Федр: Ты, Сократ, легко сочиняешь египетские и какие тебе угодно сказания.
Сократ: Рассказывали же жрецы Зевса Додонского, что слова дуба были первыми прорицаниями. Людям тех времен, - ведь они не были так умны, как вы, нынешние, - было довольно, по их простоте, слушать дуб или скалу, лишь бы только те говорили правду. А для тебя, наверное, важно, кто это говорит и откуда он, ведь ты смотришь не только на то, так ли все на самом деле или иначе.
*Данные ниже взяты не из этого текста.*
use crate::classify::{SortResults, UNKNOWN};
use crate::error::SortError;
use crate::settings::TimeMode;
use crate::tools::get_base_folder;
use chrono::{DateTime, Local};
use clap::ValueEnum;
use colored::Colorize;
use comfy_table::{Attribute, Cell, Color, Table};
use std::collections::BTreeMap;
use std::fs;
use std::path::Path;
use walkdir::WalkDir;

const CSV_TIME_FORMAT: &str = "%Y-%m-%d %H:%M:%S";

/// Properties of one checked file, captured before it is moved.
#[derive(Debug, Clone)]
pub struct FileRecord {
    pub name: String,
    /// Parent folder relative to the sorted root, `.` for the root itself.
    pub folder: String,
    pub size: u64,
    pub accessed: DateTime<Local>,
    pub modified: DateTime<Local>,
    pub created: DateTime<Local>,
}

impl FileRecord {
    pub fn from_path(path: &Path, root: &Path) -> Result<Self, SortError> {
        let meta = fs::metadata(path).map_err(|e| SortError::io("Cannot read file metadata", path, e))?;
        let time = |mode: TimeMode| -> Result<DateTime<Local>, SortError> {
            mode.timestamp(&meta)
                .map(DateTime::<Local>::from)
                .map_err(|e| SortError::io("Cannot read file time", path, e))
        };

        let name = path
            .file_name()
            .map(|n| n.to_string_lossy().to_string())
            .unwrap_or_default();
        let folder = path
            .parent()
            .and_then(|p| p.strip_prefix(root).ok())
            .map(|rel| {
                if rel.as_os_str().is_empty() {
                    ".".to_string()
                } else {
                    rel.to_string_lossy().to_string()
                }
            })
            .unwrap_or_else(|| ".".to_string());

        Ok(FileRecord {
            name,
            folder,
            size: meta.len(),
            accessed: time(TimeMode::Accessed)?,
            modified: time(TimeMode::Modified)?,
            created: time(TimeMode::Created)?,
        })
    }

    #[must_use]
    pub fn time(&self, mode: TimeMode) -> DateTime<Local> {
        match mode {
            TimeMode::Accessed => self.accessed,
            TimeMode::Modified => self.modified,
            TimeMode::Created => self.created,
        }
    }

    #[must_use]
    pub fn extension(&self) -> String {
        Path::new(&self.name)
            .extension()
            .map_or_else(String::new, |e| format!(".{}", e.to_string_lossy().to_lowercase()))
    }
}

#[derive(Debug, Clone, Copy, PartialEq, Eq, Default, ValueEnum)]
pub enum SizeUnit {
    Kb,
    #[default]
    Mb,
    Gb,
}

impl SizeUnit {
    #[must_use]
    pub fn label(self) -> &'static str {
        match self {
            SizeUnit::Kb => "KB",
            SizeUnit::Mb => "MB",
            SizeUnit::Gb => "GB",
        }
    }
}

/// Bytes in the given unit, rounded to two decimals.
#[must_use]
pub fn convert_bytes(bytes: u64, unit: SizeUnit) -> f64 {
    let power = match unit {
        SizeUnit::Kb => 1,
        SizeUnit::Mb => 2,
        SizeUnit::Gb => 3,
    };
    (bytes as f64 / 1024f64.powi(power) * 100.0).round() / 100.0
}

/// File count per extension (lowercased, with dot); files without one count under `(none)`.
#[must_use]
pub fn extension_counts(records: &[FileRecord]) -> BTreeMap<String, usize> {
    let mut counts = BTreeMap::new();
    for r in records {
        let ext = r.extension();
        let key = if ext.is_empty() { "(none)".to_string() } else { ext };
        *counts.entry(key).or_default() += 1;
    }
    counts
}

/// Running total of bytes with records ordered by the chosen timestamp.
#[must_use]
pub fn cumulative_size(records: &[FileRecord], mode: TimeMode) -> Vec<(DateTime<Local>, u64)> {
    let mut ordered: Vec<&FileRecord> = records.iter().collect();
    ordered.sort_by_key(|r| r.time(mode));

    let mut total = 0u64;
    ordered
        .into_iter()
        .map(|r| {
            total += r.size;
            (r.time(mode), total)
        })
        .collect()
}

/// Files per first-level folder under `root`. Files sitting directly in `root` are not counted.
pub fn folder_distribution(root: &Path) -> Result<BTreeMap<String, usize>, SortError> {
    let mut counts = BTreeMap::new();
    for entry in WalkDir::new(root).min_depth(2) {
        let entry = entry?;
        if !entry.file_type().is_file() {
            continue;
        }
        if let Some(base) = entry.path().parent().and_then(|p| get_base_folder(root, p)) {
            *counts.entry(base).or_default() += 1;
        }
    }
    Ok(counts)
}

#[derive(Debug, Clone, PartialEq)]
pub struct Share {
    pub label: String,
    pub count: usize,
    pub percent: f64,
}

impl Share {
    /// `"37.5 (3)"`, percent to one decimal then the absolute count.
    #[must_use]
    pub fn describe(&self) -> String {
        format!("{:.1} ({})", self.percent, self.count)
    }
}

#[must_use]
pub fn counter_share(counts: &BTreeMap<String, usize>) -> Vec<Share> {
    let total: usize = counts.values().sum();
    counts
        .iter()
        .map(|(label, count)| Share {
            label: label.clone(),
            count: *count,
            percent: if total == 0 {
                0.0
            } else {
                *count as f64 / total as f64 * 100.0
            },
        })
        .collect()
}

pub fn write_csv(records: &[FileRecord], path: &Path, unit: SizeUnit) -> Result<(), SortError> {
    let mut writer = csv::Writer::from_path(path)?;
    let size_header = format!("Size ({})", unit.label());
    writer.write_record([
        "Filename",
        "Folder",
        size_header.as_str(),
        "Time Last Accessed",
        "Time Last Modified",
        "Time Created",
    ])?;
    for r in records {
        writer.write_record([
            r.name.clone(),
            r.folder.clone(),
            format!("{:.2}", convert_bytes(r.size, unit)),
            r.accessed.format(CSV_TIME_FORMAT).to_string(),
            r.modified.format(CSV_TIME_FORMAT).to_string(),
            r.created.format(CSV_TIME_FORMAT).to_string(),
        ])?;
    }
    writer
        .flush()
        .map_err(|e| SortError::io("Cannot write CSV", path, e))?;
    Ok(())
}

fn share_table(header: &str, counts: &BTreeMap<String, usize>) -> Table {
    let mut table = Table::new();
    table.load_preset(comfy_table::presets::UTF8_HORIZONTAL_ONLY);
    table.set_header(vec![header, "Count", "% (n)"]);

    let shares = counter_share(counts);
    for share in &shares {
        table.add_row(vec![
            Cell::new(&share.label),
            Cell::new(share.count),
            Cell::new(share.describe()),
        ]);
    }
    let total: usize = shares.iter().map(|s| s.count).sum();
    table.add_row(vec![
        Cell::new("TOTAL").add_attribute(Attribute::Bold),
        Cell::new(total).add_attribute(Attribute::Bold),
        Cell::new(""),
    ]);
    table
}

pub fn print_results(results: &SortResults, total_checked: usize) {
    println!("\n{}", "=== Sort Categories ===".cyan());
    println!("Files checked: {}", total_checked.to_string().green());
    if results.is_empty() {
        println!("No classification results.");
        return;
    }
    let unknown = results.get(UNKNOWN, "Mimetype");
    if unknown > 0 {
        println!(
            "{} {} files had no recognisable file type.",
            "WARNING:".yellow(),
            unknown
        );
    }
    for (group, counts) in results.groups() {
        println!("\n{}", group.bold());
        println!("{}", share_table("Label", counts));
    }
}

pub fn print_extensions(records: &[FileRecord]) {
    println!("\n{}", "=== File Extensions ===".cyan());
    if records.is_empty() {
        println!("No files recorded.");
        return;
    }
    println!("{}", share_table("Extension", &extension_counts(records)));
}

pub fn print_distribution(root: &Path) -> Result<(), SortError> {
    println!("\n{}", "=== File Distribution ===".cyan());
    let counts = folder_distribution(root)?;
    if counts.is_empty() {
        println!("No files in subfolders.");
        return Ok(());
    }

    let mut table = Table::new();
    table.load_preset(comfy_table::presets::UTF8_HORIZONTAL_ONLY);
    table.set_header(vec!["Folder Name", "Number of Files"]);
    for (folder, count) in &counts {
        table.add_row(vec![Cell::new(folder), Cell::new(count)]);
    }
    println!("{table}");
    Ok(())
}

pub fn print_size_timeline(records: &[FileRecord], mode: TimeMode) {
    println!("\n{}", format!("=== Cumulative Size by {} ===", mode.label()).cyan());
    let timeline = cumulative_size(records, mode);
    if timeline.is_empty() {
        println!("No files recorded.");
        return;
    }

    let mut table = Table::new();
    table.load_preset(comfy_table::presets::UTF8_HORIZONTAL_ONLY);
    table.set_header(vec!["Time", "Cumulative Size"]);
    let last = timeline.len() - 1;
    for (i, (time, total)) in timeline.iter().enumerate() {
        let size = Cell::new(human_bytes::human_bytes(*total as f64));
        table.add_row(vec![
            Cell::new(time.format("%Y-%m-%d %H:%M")),
            if i == last {
                size.fg(Color::Green).add_attribute(Attribute::Bold)
            } else {
                size
            },
        ]);
    }
    println!("{table}");
}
Федр: Ты правильно меня упрекнул, а с письме нами, видно, так оно и есть, как говорит тот фиванец.
Сократ: Значит, и тот, кто рассчитывает запечатлеть в письменах свое искусство и кто в свою очередь черпает его из письмен, потому что оно будто бы надежно и прочно сохраняется там на будущее, - оба преисполнены простодушия и, в сущности, не знают прорицания Аммона, раз они записанную речь ставят выше, чем напоминание со стороны человека, сведущего в том, что записано.
Федр: Это очень верно.
Сократ: В этом, Федр, дурная особенность письменности, поистине сходной с живописью: ее порождения стоят, как живые, а спроси их - они величаво и гордо молчат. То же самое и с сочинениями: думаешь, будто они говорят как разумные существа, но если кто спросит о чем-нибудь из того, что они говорят, желая это усвоить, они всегда отвечают одно и то же. Всякое сочинение, однажды записанное, находится в обращении везде - о и у людей понимающих, и равным образом у тех, кому вовсе не подобает его читать, и оно не знает, с кем оно должно говорить, а с кем нет. Если им пренебрегают или несправедливо его ругают, оно нуждается в помощи своего отца, само же не способно ни защититься, ни помочь себе.
Федр: И это ты говоришь очень верно.
Сократ: Что же, не взглянуть ли нам, как возникает другое сочинение, родной брат первого, и насколько оно по своей природе лучше того и могущественнее?
Федр: Что же это за сочинение и как оно, по-твоему, возникает?
Сократ: Это то сочинение, которое по мере приобретения знаний пишется в душе обучающегося; оно способно себя защитить и при этом умеет говорить с кем следует, умеет и промолчать.